====== Data

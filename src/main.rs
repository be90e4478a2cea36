//! Board Calibrator
//!
//! Entry point: runs one calibration against a camera or the simulated board
//! and logs the resulting transform.
//!
//! Usage: `board-calibrator [CONFIG] [--camera INDEX] [--frames N]`

use std::path::PathBuf;
use std::sync::Arc;
use std::time::Duration;

use board_calibrator::board::BoardLayout;
use board_calibrator::calibration::{BoardCalibrator, CalibrationService, CalibrationState};
use board_calibrator::camera::{CaptureSource, FrameSession};
use board_calibrator::config::CalibratorConfig;
use board_calibrator::recognition::RecognitionEngine;
use board_calibrator::simulation::{BoardScene, BoardSimulator};

/// Frames to wait for calibration before giving up.
const DEFAULT_FRAME_LIMIT: u64 = 200;

struct Args {
    config: Option<PathBuf>,
    camera: Option<u32>,
    frames: u64,
}

fn parse_args() -> Result<Args, String> {
    let mut args = Args {
        config: None,
        camera: None,
        frames: DEFAULT_FRAME_LIMIT,
    };
    let mut iter = std::env::args().skip(1);
    while let Some(arg) = iter.next() {
        match arg.as_str() {
            "--camera" => {
                let value = iter.next().ok_or("--camera needs an index")?;
                args.camera = Some(value.parse().map_err(|_| format!("bad camera index: {}", value))?);
            }
            "--frames" => {
                let value = iter.next().ok_or("--frames needs a count")?;
                args.frames = value.parse().map_err(|_| format!("bad frame count: {}", value))?;
            }
            other if other.starts_with("--") => return Err(format!("unknown option: {}", other)),
            path => args.config = Some(PathBuf::from(path)),
        }
    }
    Ok(args)
}

#[cfg(feature = "camera")]
fn capture_source(index: Option<u32>) -> Option<Arc<dyn CaptureSource>> {
    for info in board_calibrator::camera::list_cameras() {
        log::info!("Camera {}: {}", info.index, info.name);
    }
    index.map(|i| Arc::new(board_calibrator::camera::NokhwaSource::new(i)) as Arc<dyn CaptureSource>)
}

#[cfg(not(feature = "camera"))]
fn capture_source(index: Option<u32>) -> Option<Arc<dyn CaptureSource>> {
    if index.is_some() {
        log::warn!("Built without the `camera` feature, using the simulated board");
    }
    None
}

fn main() {
    env_logger::Builder::from_env(env_logger::Env::default().default_filter_or("info"))
        .format_timestamp_millis()
        .init();

    let args = match parse_args() {
        Ok(args) => args,
        Err(e) => {
            log::error!("{}", e);
            eprintln!("Usage: board-calibrator [CONFIG] [--camera INDEX] [--frames N]");
            std::process::exit(2);
        }
    };

    let mut config = match &args.config {
        Some(path) => match CalibratorConfig::load(path) {
            Ok(config) => config,
            Err(e) => {
                log::error!("Failed to load config {}: {}", path.display(), e);
                std::process::exit(1);
            }
        },
        None => CalibratorConfig::default(),
    };
    if args.camera.is_some() {
        config.session.camera_index = args.camera;
    }

    log::info!("Board Calibrator starting...");

    let engine = Arc::new(RecognitionEngine::new(&config));
    let simulator = Arc::new(BoardSimulator::new(
        BoardLayout::new(&config.board),
        BoardScene::default(),
    ));

    let mut session = FrameSession::new(&config.session, capture_source(config.session.camera_index));
    let service = CalibrationService::new(
        BoardCalibrator::new(&config, engine),
        Some(session.control()),
        Some(simulator),
    );
    let handle = service.handle();
    let events = handle.subscribe();
    session.register_consumer(Arc::new(service));
    session.start();

    if !session.initialized() {
        log::warn!("No camera available, calibrating against the simulated board");
    }

    handle.start_find_bounds();
    let control = session.control();

    loop {
        match events.recv_timeout(Duration::from_millis(100)) {
            Ok(transition) if transition.to == CalibrationState::Calibrated => break,
            Ok(_) => {}
            Err(crossbeam_channel::RecvTimeoutError::Timeout) => {}
            Err(crossbeam_channel::RecvTimeoutError::Disconnected) => break,
        }
        if control.delivered_count() >= args.frames {
            log::warn!("No calibration after {} frames", args.frames);
            break;
        }
    }

    let snapshot = handle.snapshot();
    match handle.require_transform() {
        Ok(transform) => {
            log::info!("Board bounds: {:?}", snapshot.board_bounds);
            log::info!("Screen points: {:?}", snapshot.screen_points);
            log::info!("Transform: {:?}", transform.to_array());
        }
        Err(e) => {
            log::error!(
                "{} (last frame: {})",
                e,
                snapshot
                    .last_result
                    .map(|r| r.to_string())
                    .unwrap_or_else(|| "none".into())
            );
        }
    }

    session.stop();
    log::info!("Board Calibrator exiting");
}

============

Exercise aim: Only the lines with the string "value" are wanted; pick them out of the records above and copy them.

Result:
                let value = iter.next().ok_or("--camera needs an index")?;
                args.camera = Some(value.parse().map_err(|_| format!("bad camera index: {}", value))?);
                let value = iter.next().ok_or("--frames needs a count")?;
                args.frames = value.parse().map_err(|_| format!("bad frame count: {}", value))?;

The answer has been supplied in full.